La strage dei ragazzi a Capodanno, Grazia Deledda, le guerre: negli articoli la vostra visione del mondo e le vostre emozioni
Si chiude la nona edizione del progetto scuola: nove mesi segnati da momenti indimenticabili. Come la consegna dell’inserto sul premio Nobel al presidente della Repubblica Sergio Mattarella
Un viaggio lungo otto mesi, un viaggio di parole ed emozioni che scorrono libere. Questo è il progetto scuola, la nostra iniziativa che saluta la nona edizione e dà appuntamento a settembre. Un altro anno fortunato, grazie a voi studenti e ai vostri professori che non hanno mai fatto mancare supporto, collaborazione e consigli. Mesi intensi, durante i quali in queste pagine avete raccontato la vostra visione del mondo e commentato le notizie di attualità e i grandi temi. Sempre, senza mai tirarvi indietro. Perché l’inserto LaNuova@scuola è un giornale all’interno del giornale e come tale non può prescindere dal guardarsi intorno. Avete fatto i cronisti e lo avete fatto con cura, verificando le notizie e le fonti, chiedendo il parere degli esperti quando utile per capire i fatti. Vi siete confrontati con personaggi noti e meno noti, avete raccontato storie di successo ed eventi tristi di ieri e di oggi che resteranno per sempre nella memoria collettiva.
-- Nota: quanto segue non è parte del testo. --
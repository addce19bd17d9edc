//! Last-request-wins tracking for simulated asynchronous work.
//!
//! # Responsibility
//! - Stamp each started request with a generation number.
//! - Tell completions apart: the latest request applies, older ones are
//!   discarded.
//!
//! # Invariants
//! - Generations increase monotonically across all channels.
//! - A ticket completes at most once.

use std::collections::HashMap;

/// Independent request streams; a new request only supersedes its own channel.
#[derive(Debug, Clone, Copy, PartialEq, Eq, Hash)]
pub enum RequestChannel {
    CalendarConnect,
    AssistantReply,
    DocAnalysis,
}

/// Handle returned when a request starts.
#[derive(Debug, Clone, Copy, PartialEq, Eq)]
pub struct RequestTicket {
    channel: RequestChannel,
    generation: u64,
}

impl RequestTicket {
    pub fn channel(&self) -> RequestChannel {
        self.channel
    }

    pub fn generation(&self) -> u64 {
        self.generation
    }
}

/// Completion result for a tracked request.
#[derive(Debug, Clone, PartialEq, Eq)]
pub enum RequestOutcome<T> {
    Applied(T),
    /// A newer request on the same channel started, or this ticket already
    /// completed. Nothing was changed.
    Superseded,
}

impl<T> RequestOutcome<T> {
    pub fn is_applied(&self) -> bool {
        matches!(self, Self::Applied(_))
    }
}

#[derive(Debug, Default)]
pub struct RequestTracker {
    next_generation: u64,
    active: HashMap<RequestChannel, u64>,
}

impl RequestTracker {
    pub fn new() -> Self {
        Self::default()
    }

    /// Starts a request, superseding any pending one on `channel`.
    pub fn begin(&mut self, channel: RequestChannel) -> RequestTicket {
        self.next_generation += 1;
        let generation = self.next_generation;
        self.active.insert(channel, generation);
        RequestTicket {
            channel,
            generation,
        }
    }

    pub fn is_current(&self, ticket: &RequestTicket) -> bool {
        self.active.get(&ticket.channel) == Some(&ticket.generation)
    }

    pub fn is_pending(&self, channel: RequestChannel) -> bool {
        self.active.contains_key(&channel)
    }

    /// Consumes the ticket; returns whether its result may be applied.
    pub fn finish(&mut self, ticket: &RequestTicket) -> bool {
        if !self.is_current(ticket) {
            return false;
        }
        self.active.remove(&ticket.channel);
        true
    }

    /// Drops the pending request on `channel`, if any.
    pub fn cancel(&mut self, channel: RequestChannel) {
        self.active.remove(&channel);
    }
}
Trenta inserti settimanali pubblicati, il primo il 9 ottobre 2025, l’ultimo oggi 28 maggio, quando l’anno scolastico volge al termine. Tutti i numeri sono degni di interesse ma alcuni forse più di altri meritano di essere conservati nelle nostre e vostre bacheche. Tra questi c’è sicuramente uno dei primi, pubblicato a ottobre, nel quale una studentessa di Nuoro ha provato a immedesimarsi in una coetanea di Gaza, una diciottenne che ha paura per la sua vita e per quella della sua famiglia, che non sa se il giorno dopo riaprirà gli occhi o se invece la sua casa potrebbe essere sepolta dalle bombe. Un pezzo scritto con sensibilità, la stessa che voi ragazzi avete dimostrato quando avete scritto di tutti gli altri conflitti mondiali, guerre antiche e nuove che infiammano il mondo. O ancora quando vi siete fermati a riflettere sulla violenza di genere, sull’aumento allarmante dei casi di femminicidio anche in Sardegna e sull’importanza della prevenzione per arginare comportamenti sbagliati. A iniziare dal linguaggio, perché le parole - come avete ribadito - hanno un peso: e allora cancelliamo espressioni come raptus o troppo amore, perché non solo non hanno senso, ma generano una giustificazione implicita e sbagliata dei comportamenti violenti.
Una menzione speciale, nel ricco elenco di 30 inserti, meritano gli articoli dedicati alla strage di Crans Montana: quaranta persone, la maggior parte vostri coetanei, morti nell’incendio scoppiato la notte di Capodanno nel locale in montagna, in quella che doveva essere una serata di festa per festeggiare l’anno nuovo. Alla terribile vicenda abbiamo dedicato un numero monografico pubblicato il 15 gennaio, con i vostri pensieri ma anche la vostra rabbia per quanto accaduto. Pezzi scritti con il cuore, ancora una volta immedesimandovi in ragazzi come voi che sono passati dalla gioia al terrore in un attimo, ma pensando anche a chi resta - genitori, fratelli, amici - e deve imparare a convivere con un dolore lacerante.
Un mese dopo, il 12 febbraio, un’altra prova collettiva di valore straordinario: un inserto scuola monografico dedicato a Grazia Deledda realizzato in occasione della visita del presidente della Repubblica Sergio Mattarella a Nuoro per il centenario del premio Nobel conferito alla scrittrice. In quelle pagine, nelle quali avete raccontato la storia della Deledda, il suo coraggio e passione più forte di stereotipi e pregiudizi, l’altissimo valore del suo impegno, avete anche fatto un appello al Capo dello Stato: «Vogliamo studiare Grazia a scuola, vogliamo che occupi una parte importante nei libri di testo e non sia più soltanto una appendice».
Quell’appello il presidente Mattarella lo ha letto quando il vostro inserto gli è stato consegnato durante la cerimonia a Nuoro da una delegazione di rappresentanti degli studenti della Nuova@scuola accompagnati dai professori e dal direttore della Nuova Luciano Tancredi. Nel ringraziare i ragazzi, il Capo dello Stato li ha invitati a credere nei loro sogni e a continuare a coltivare le loro passioni.
Fatelo ragazzi, seguendo l’esempio di Grazia Deledda e sulla scia di quanto di bello avete realizzato quest’anno, nel viaggio insieme a noi.